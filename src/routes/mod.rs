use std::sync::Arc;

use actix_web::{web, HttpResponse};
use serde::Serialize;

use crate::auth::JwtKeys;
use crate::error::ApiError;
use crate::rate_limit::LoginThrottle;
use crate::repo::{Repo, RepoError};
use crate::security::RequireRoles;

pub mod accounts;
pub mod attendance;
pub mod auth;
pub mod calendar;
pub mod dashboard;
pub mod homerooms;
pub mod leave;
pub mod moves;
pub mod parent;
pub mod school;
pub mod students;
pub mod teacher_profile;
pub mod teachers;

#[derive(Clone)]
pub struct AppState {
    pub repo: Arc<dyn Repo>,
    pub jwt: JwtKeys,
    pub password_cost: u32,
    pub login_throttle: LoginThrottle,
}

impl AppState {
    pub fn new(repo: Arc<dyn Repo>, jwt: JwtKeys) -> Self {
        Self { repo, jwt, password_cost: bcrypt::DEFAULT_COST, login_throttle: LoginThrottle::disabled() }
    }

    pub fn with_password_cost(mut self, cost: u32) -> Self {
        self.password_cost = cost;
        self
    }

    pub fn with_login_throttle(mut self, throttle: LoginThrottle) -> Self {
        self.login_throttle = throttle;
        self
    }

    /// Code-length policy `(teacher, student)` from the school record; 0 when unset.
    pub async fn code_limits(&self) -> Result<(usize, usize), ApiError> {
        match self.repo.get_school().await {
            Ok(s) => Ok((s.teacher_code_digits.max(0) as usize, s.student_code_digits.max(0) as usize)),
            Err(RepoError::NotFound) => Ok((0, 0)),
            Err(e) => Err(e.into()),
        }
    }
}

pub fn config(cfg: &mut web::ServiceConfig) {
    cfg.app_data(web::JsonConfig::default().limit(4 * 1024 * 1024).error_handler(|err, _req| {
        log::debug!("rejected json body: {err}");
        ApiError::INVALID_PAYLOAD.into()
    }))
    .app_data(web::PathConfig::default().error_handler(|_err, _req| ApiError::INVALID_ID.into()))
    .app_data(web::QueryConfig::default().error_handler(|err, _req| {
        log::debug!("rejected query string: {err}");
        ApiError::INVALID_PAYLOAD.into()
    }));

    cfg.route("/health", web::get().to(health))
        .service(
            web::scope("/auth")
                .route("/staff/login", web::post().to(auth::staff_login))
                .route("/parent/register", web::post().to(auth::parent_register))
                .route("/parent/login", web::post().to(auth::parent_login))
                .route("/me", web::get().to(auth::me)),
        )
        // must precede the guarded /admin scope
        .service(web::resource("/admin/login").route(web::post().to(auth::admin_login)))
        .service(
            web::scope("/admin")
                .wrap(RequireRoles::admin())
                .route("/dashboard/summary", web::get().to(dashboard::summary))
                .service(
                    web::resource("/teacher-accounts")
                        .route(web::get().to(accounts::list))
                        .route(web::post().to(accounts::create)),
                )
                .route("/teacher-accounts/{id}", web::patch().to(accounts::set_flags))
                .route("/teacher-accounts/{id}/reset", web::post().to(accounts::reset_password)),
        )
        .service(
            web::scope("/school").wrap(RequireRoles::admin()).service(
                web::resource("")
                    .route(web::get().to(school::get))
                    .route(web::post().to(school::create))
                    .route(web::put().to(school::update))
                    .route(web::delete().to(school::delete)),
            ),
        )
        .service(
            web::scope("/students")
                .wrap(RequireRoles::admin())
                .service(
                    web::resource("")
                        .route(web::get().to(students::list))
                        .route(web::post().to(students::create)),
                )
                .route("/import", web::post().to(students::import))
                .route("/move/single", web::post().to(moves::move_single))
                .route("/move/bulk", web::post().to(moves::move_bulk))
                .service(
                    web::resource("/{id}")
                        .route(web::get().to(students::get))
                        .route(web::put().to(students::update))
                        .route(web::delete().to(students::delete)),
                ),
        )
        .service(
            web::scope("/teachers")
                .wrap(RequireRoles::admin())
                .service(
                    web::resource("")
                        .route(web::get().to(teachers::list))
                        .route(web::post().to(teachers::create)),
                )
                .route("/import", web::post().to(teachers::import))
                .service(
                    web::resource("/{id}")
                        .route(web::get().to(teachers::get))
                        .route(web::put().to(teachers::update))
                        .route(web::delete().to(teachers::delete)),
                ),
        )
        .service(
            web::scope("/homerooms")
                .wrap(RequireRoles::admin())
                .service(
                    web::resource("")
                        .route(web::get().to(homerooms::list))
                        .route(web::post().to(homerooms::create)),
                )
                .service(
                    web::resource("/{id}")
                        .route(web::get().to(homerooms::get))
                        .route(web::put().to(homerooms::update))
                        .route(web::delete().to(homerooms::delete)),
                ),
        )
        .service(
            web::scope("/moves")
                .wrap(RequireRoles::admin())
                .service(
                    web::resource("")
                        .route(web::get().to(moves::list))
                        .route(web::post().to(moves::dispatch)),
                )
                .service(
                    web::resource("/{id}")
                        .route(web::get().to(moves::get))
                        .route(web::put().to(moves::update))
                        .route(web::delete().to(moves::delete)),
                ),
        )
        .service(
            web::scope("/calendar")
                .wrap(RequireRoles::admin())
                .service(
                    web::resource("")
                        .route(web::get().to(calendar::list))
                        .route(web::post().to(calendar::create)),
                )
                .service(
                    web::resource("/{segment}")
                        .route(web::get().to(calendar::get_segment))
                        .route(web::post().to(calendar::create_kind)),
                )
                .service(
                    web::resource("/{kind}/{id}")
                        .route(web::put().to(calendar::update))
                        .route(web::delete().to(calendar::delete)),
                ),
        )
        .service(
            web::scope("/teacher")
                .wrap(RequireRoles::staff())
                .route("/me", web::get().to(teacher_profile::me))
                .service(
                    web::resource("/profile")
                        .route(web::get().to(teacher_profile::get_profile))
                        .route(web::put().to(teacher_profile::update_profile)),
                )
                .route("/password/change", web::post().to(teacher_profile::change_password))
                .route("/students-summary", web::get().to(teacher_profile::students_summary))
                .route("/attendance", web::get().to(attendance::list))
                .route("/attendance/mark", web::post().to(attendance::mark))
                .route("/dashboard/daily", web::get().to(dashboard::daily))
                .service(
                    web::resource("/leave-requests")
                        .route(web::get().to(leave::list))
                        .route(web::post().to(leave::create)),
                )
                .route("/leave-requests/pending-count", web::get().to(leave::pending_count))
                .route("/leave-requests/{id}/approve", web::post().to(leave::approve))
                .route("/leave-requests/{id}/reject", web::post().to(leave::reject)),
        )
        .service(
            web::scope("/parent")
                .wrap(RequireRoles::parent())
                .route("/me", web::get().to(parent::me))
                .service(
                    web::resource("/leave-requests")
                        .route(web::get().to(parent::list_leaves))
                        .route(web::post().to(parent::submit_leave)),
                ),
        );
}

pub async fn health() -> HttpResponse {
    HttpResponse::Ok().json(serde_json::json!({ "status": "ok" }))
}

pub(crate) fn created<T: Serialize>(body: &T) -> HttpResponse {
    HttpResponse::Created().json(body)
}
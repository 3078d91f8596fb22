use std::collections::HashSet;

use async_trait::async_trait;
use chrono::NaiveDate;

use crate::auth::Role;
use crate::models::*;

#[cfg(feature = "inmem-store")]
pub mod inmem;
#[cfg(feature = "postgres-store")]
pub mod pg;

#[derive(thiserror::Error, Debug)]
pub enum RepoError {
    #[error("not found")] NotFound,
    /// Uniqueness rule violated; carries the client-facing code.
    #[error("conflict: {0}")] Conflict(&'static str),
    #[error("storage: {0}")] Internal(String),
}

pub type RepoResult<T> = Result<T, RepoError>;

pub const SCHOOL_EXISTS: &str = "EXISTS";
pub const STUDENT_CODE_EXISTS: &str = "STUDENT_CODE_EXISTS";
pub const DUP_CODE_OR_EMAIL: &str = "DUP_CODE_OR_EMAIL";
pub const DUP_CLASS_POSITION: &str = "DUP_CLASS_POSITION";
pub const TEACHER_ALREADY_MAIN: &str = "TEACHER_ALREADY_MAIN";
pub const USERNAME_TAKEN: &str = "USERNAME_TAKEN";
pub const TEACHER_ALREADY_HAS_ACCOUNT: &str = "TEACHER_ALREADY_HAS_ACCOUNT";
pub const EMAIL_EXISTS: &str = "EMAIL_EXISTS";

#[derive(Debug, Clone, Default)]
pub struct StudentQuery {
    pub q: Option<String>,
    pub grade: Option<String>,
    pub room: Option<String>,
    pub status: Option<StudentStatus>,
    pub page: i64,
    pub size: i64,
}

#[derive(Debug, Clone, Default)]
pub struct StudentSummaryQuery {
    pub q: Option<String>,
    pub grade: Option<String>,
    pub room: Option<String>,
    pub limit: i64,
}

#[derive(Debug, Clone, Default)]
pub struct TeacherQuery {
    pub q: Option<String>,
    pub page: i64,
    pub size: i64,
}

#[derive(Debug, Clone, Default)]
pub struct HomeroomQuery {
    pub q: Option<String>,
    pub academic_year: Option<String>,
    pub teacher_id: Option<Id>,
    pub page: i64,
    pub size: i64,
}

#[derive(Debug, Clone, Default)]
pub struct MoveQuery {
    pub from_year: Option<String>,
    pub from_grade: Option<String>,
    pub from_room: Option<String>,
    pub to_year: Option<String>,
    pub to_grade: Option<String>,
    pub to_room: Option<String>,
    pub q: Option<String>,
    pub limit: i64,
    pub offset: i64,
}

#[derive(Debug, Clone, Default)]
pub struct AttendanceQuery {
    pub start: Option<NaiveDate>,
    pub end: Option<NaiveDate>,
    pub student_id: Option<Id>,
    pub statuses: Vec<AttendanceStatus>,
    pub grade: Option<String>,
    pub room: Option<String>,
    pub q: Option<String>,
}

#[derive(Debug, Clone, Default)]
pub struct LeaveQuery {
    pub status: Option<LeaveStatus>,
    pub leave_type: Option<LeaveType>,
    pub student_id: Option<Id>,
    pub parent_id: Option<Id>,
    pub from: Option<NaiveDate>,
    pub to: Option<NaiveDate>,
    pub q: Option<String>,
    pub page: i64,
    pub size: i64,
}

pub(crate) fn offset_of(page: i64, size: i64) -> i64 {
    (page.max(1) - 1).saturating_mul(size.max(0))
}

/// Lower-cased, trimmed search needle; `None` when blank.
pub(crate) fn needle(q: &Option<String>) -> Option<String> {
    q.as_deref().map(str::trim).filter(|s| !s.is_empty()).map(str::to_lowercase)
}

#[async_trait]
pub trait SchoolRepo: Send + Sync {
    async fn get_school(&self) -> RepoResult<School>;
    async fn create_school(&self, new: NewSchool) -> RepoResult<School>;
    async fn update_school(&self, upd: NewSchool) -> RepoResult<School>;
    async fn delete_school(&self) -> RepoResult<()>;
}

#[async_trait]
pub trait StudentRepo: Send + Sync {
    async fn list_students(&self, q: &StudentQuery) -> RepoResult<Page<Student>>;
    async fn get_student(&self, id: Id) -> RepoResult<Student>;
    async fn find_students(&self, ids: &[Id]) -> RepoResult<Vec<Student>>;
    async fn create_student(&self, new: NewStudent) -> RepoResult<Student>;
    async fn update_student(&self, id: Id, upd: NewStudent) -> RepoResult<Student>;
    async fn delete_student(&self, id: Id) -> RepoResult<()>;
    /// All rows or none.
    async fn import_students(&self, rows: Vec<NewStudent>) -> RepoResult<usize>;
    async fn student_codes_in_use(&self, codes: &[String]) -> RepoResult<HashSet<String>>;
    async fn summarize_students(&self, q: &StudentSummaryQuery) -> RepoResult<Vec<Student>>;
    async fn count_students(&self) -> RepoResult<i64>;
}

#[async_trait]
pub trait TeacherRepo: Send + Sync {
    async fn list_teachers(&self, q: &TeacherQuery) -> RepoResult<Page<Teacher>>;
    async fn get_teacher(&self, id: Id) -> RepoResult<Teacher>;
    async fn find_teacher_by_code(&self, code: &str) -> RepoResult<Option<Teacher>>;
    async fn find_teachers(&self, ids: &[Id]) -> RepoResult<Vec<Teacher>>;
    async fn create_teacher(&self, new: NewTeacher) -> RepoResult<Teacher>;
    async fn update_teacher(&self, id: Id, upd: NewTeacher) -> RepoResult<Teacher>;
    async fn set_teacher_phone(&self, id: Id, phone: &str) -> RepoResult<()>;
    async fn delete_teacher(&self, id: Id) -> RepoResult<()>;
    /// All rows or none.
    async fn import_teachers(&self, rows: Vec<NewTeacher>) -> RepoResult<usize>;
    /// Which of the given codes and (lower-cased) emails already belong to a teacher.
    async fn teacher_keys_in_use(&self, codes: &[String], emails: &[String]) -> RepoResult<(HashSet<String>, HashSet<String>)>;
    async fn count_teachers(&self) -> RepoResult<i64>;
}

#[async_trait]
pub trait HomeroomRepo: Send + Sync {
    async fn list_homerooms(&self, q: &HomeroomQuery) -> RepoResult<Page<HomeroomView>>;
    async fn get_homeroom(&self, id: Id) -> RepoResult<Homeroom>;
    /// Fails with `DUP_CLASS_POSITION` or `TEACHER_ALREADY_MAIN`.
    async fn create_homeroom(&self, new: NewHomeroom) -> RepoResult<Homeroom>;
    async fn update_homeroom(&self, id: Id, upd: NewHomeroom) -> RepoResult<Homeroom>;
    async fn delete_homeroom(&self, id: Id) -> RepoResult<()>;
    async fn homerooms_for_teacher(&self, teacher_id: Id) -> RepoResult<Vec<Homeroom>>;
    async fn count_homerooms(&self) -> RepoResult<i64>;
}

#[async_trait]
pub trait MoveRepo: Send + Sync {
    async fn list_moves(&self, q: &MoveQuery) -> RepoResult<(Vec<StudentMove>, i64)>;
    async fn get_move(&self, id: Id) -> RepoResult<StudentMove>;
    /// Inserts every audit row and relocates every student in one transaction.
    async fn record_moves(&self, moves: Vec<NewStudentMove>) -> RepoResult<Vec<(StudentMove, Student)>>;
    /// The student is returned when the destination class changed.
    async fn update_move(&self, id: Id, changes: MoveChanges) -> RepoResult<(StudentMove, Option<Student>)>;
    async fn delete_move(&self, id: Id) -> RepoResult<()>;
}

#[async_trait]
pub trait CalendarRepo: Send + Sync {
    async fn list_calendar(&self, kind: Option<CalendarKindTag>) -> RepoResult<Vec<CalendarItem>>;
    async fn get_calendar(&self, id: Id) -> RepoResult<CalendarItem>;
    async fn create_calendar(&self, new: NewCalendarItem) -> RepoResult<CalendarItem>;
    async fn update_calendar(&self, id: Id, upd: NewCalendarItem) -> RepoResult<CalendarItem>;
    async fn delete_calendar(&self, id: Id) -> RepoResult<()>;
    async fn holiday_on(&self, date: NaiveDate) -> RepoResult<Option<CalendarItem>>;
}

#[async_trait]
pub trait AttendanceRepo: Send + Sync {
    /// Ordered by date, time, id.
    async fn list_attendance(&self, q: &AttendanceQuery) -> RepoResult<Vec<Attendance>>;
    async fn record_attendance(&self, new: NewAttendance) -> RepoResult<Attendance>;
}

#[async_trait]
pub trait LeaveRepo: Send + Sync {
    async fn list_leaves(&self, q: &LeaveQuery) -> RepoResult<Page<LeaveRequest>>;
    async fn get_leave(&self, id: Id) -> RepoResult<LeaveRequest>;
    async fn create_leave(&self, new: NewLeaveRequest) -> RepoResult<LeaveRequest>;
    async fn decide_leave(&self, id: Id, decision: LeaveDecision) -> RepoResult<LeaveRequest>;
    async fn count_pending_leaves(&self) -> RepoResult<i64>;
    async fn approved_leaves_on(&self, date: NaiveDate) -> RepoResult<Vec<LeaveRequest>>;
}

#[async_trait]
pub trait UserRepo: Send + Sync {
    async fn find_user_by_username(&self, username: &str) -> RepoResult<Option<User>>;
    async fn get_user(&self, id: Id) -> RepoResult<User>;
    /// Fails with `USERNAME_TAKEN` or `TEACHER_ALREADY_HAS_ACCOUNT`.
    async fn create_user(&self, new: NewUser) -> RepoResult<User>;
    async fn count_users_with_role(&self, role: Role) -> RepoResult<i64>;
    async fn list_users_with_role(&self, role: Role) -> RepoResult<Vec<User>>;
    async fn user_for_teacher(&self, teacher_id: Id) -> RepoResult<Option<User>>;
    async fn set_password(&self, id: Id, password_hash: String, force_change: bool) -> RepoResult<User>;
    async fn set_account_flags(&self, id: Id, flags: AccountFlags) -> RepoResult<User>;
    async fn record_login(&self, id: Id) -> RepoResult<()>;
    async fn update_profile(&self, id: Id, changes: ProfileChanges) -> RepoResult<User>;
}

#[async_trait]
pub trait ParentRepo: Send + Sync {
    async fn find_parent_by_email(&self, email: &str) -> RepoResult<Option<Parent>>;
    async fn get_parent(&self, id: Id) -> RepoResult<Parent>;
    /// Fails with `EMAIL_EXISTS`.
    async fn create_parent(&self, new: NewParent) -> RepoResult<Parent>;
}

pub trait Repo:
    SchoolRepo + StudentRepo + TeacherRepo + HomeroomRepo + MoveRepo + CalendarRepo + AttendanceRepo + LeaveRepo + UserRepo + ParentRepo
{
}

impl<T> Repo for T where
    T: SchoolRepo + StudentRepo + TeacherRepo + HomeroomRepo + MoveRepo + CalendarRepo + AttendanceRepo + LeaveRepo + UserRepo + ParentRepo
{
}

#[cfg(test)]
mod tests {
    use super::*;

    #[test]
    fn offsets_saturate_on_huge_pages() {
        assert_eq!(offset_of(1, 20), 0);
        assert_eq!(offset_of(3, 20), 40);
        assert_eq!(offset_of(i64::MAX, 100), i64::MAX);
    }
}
# # #
- **Directions for this task**:
From the first line of the listing above through the line that contains "pub fn new(repo: Arc<dyn", set down each line without alteration, and nothing else.

- **Answer space**:
filename src/routes/mod.rs
use std::sync::Arc;

use actix_web::{web, HttpResponse};
use serde::Serialize;

use crate::auth::JwtKeys;
use crate::error::ApiError;
use crate::rate_limit::LoginThrottle;
use crate::repo::{Repo, RepoError};
use crate::security::RequireRoles;

pub mod accounts;
pub mod attendance;
pub mod auth;
pub mod calendar;
pub mod dashboard;
pub mod homerooms;
pub mod leave;
pub mod moves;
pub mod parent;
pub mod school;
pub mod students;
pub mod teacher_profile;
pub mod teachers;

#[derive(Clone)]
pub struct AppState {
    pub repo: Arc<dyn Repo>,
    pub jwt: JwtKeys,
    pub password_cost: u32,
    pub login_throttle: LoginThrottle,
}

impl AppState {
    pub fn new(repo: Arc<dyn Repo>, jwt: JwtKeys) -> Self {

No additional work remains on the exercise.